use serde::{Deserialize, Serialize};

use crate::error::{Error, MappingError, Result};
use crate::record::{RecordType, Resource, ResourceValue};

const A_RECORD: &str = "A_RECORD";
const AAAA_RECORD: &str = "AAAA_RECORD";
const CNAME_RECORD: &str = "CNAME_RECORD";
const TXT_RECORD: &str = "TXT_RECORD";
const MX_RECORD: &str = "MX_RECORD";
const SRV_RECORD: &str = "SRV_RECORD";

/// A DNS policy as exchanged with the controller.
///
/// Fields not used by any supported type are kept in `extra` so that
/// policies such as `FORWARD_DOMAIN` survive as opaque resources.
#[derive(Debug, Clone, Default, PartialEq, Serialize, Deserialize)]
#[serde(rename_all = "camelCase")]
pub(super) struct Policy {
    #[serde(default, skip_serializing_if = "Option::is_none")]
    pub id: Option<String>,

    #[serde(rename = "type")]
    pub policy_type: String,

    #[serde(default = "enabled")]
    pub enabled: bool,

    pub domain: String,

    #[serde(default, skip_serializing_if = "Option::is_none")]
    pub ttl_seconds: Option<u32>,

    #[serde(default, skip_serializing_if = "Option::is_none")]
    pub ipv4_address: Option<String>,

    #[serde(default, skip_serializing_if = "Option::is_none")]
    pub ipv6_address: Option<String>,

    #[serde(default, skip_serializing_if = "Option::is_none")]
    pub target_domain: Option<String>,

    #[serde(default, skip_serializing_if = "Option::is_none")]
    pub mail_server_domain: Option<String>,

    #[serde(default, skip_serializing_if = "Option::is_none")]
    pub text: Option<String>,

    #[serde(default, skip_serializing_if = "Option::is_none")]
    pub server_domain: Option<String>,

    #[serde(default, skip_serializing_if = "Option::is_none")]
    pub service: Option<String>,

    #[serde(default, skip_serializing_if = "Option::is_none")]
    pub protocol: Option<String>,

    #[serde(default, skip_serializing_if = "Option::is_none")]
    pub priority: Option<i64>,

    #[serde(default, skip_serializing_if = "Option::is_none")]
    pub weight: Option<i64>,

    #[serde(default, skip_serializing_if = "Option::is_none")]
    pub port: Option<i64>,

    #[serde(flatten)]
    pub extra: serde_json::Map<String, serde_json::Value>,
}

fn enabled() -> bool {
    true
}

/// One page of a list call
#[derive(Debug, Clone, Default, Deserialize)]
#[serde(rename_all = "camelCase")]
pub(super) struct Page {
    #[serde(default)]
    pub total_count: u64,

    #[serde(default)]
    pub data: Vec<Policy>,
}

/// Fully qualified domain of `name` in `zone`, without trailing dot.
pub(super) fn fqdn(name: &str, zone: &str) -> String {
    let zone = zone.trim_end_matches('.');
    match name {
        "" | "@" => zone.to_string(),
        abs if abs.ends_with('.') => abs.trim_end_matches('.').to_string(),
        rel => format!("{}.{}", rel, zone),
    }
}

/// Name of `domain` relative to `zone`, `None` if it lies outside.
pub(super) fn relative(domain: &str, zone: &str) -> Option<String> {
    let zone = zone.trim_end_matches('.').to_ascii_lowercase();
    let domain = domain.trim_end_matches('.');
    let lower = domain.to_ascii_lowercase();

    if lower == zone {
        return Some("@".to_string());
    }

    // ASCII lowercasing keeps byte offsets, so the cut is a char boundary
    lower
        .strip_suffix(zone.as_str())
        .filter(|head| head.ends_with('.') && head.len() > 1)
        .map(|head| domain[..head.len() - 1].to_string())
}

impl Policy {
    pub fn into_resource(self, zone: &str) -> Resource {
        let name = relative(&self.domain, zone).unwrap_or_else(|| format!("{}.", self.domain));
        let ttl = self.ttl_seconds.unwrap_or(0);
        let id = self.id.clone();

        let (rtype, value) = match self.policy_type.as_str() {
            A_RECORD => (
                RecordType::A.as_str().to_string(),
                ResourceValue::Content(self.ipv4_address.unwrap_or_default()),
            ),
            AAAA_RECORD => (
                RecordType::AAAA.as_str().to_string(),
                ResourceValue::Content(self.ipv6_address.unwrap_or_default()),
            ),
            CNAME_RECORD => (
                RecordType::CNAME.as_str().to_string(),
                ResourceValue::Content(self.target_domain.unwrap_or_default()),
            ),
            TXT_RECORD => (
                RecordType::TXT.as_str().to_string(),
                ResourceValue::Content(self.text.unwrap_or_default()),
            ),
            MX_RECORD => (
                RecordType::MX.as_str().to_string(),
                ResourceValue::Mx {
                    preference: self.priority.unwrap_or_default(),
                    target: self.mail_server_domain.unwrap_or_default(),
                },
            ),
            SRV_RECORD => (
                RecordType::SRV.as_str().to_string(),
                ResourceValue::Srv {
                    service: self.service.unwrap_or_default(),
                    transport: self.protocol.unwrap_or_default(),
                    priority: self.priority.unwrap_or_default(),
                    weight: self.weight.unwrap_or_default(),
                    port: self.port.unwrap_or_default(),
                    target: self.server_domain.unwrap_or_default(),
                },
            ),
            other => {
                let rtype = other.to_string();
                let raw = serde_json::to_value(&self).unwrap_or_default();
                (rtype, ResourceValue::Opaque(raw))
            }
        };

        Resource {
            id,
            rtype,
            name,
            ttl,
            value,
        }
    }

    pub fn from_resource(resource: &Resource, zone: &str) -> Result<Self> {
        let rtype: RecordType = resource.rtype.parse().map_err(|_| {
            Error::mapping(
                None,
                MappingError::UnsupportedType {
                    name: resource.name.clone(),
                    rtype: resource.rtype.clone(),
                },
            )
        })?;

        let mut policy = Policy {
            id: resource.id.clone(),
            enabled: true,
            domain: fqdn(&resource.name, zone),
            ttl_seconds: Some(resource.ttl),
            ..Default::default()
        };

        match (rtype, &resource.value) {
            (RecordType::A, ResourceValue::Content(ip)) => {
                policy.policy_type = A_RECORD.to_string();
                policy.ipv4_address = Some(ip.clone());
            }
            (RecordType::AAAA, ResourceValue::Content(ip)) => {
                policy.policy_type = AAAA_RECORD.to_string();
                policy.ipv6_address = Some(ip.clone());
            }
            (RecordType::CNAME, ResourceValue::Content(target)) => {
                policy.policy_type = CNAME_RECORD.to_string();
                policy.target_domain = Some(target.clone());
            }
            (RecordType::TXT, ResourceValue::Content(text)) => {
                policy.policy_type = TXT_RECORD.to_string();
                policy.text = Some(text.clone());
            }
            (RecordType::MX, ResourceValue::Mx { preference, target }) => {
                policy.policy_type = MX_RECORD.to_string();
                policy.priority = Some(*preference);
                policy.mail_server_domain = Some(target.clone());
            }
            (
                RecordType::SRV,
                ResourceValue::Srv {
                    service,
                    transport,
                    priority,
                    weight,
                    port,
                    target,
                },
            ) => {
                policy.policy_type = SRV_RECORD.to_string();
                policy.service = Some(service.clone());
                policy.protocol = Some(transport.clone());
                policy.priority = Some(*priority);
                policy.weight = Some(*weight);
                policy.port = Some(*port);
                policy.server_domain = Some(target.clone());
            }
            (rtype, value) => {
                return Err(Error::mapping(
                    None,
                    MappingError::TypeMismatch {
                        name: resource.name.clone(),
                        rtype: rtype.as_str().to_string(),
                        value: format!("{:?}", value),
                    },
                ));
            }
        }

        Ok(policy)
    }
}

→ Problem to work on:
In the entries above, count each line holding "transport" and report the total and nothing more.

→ Final answer:
3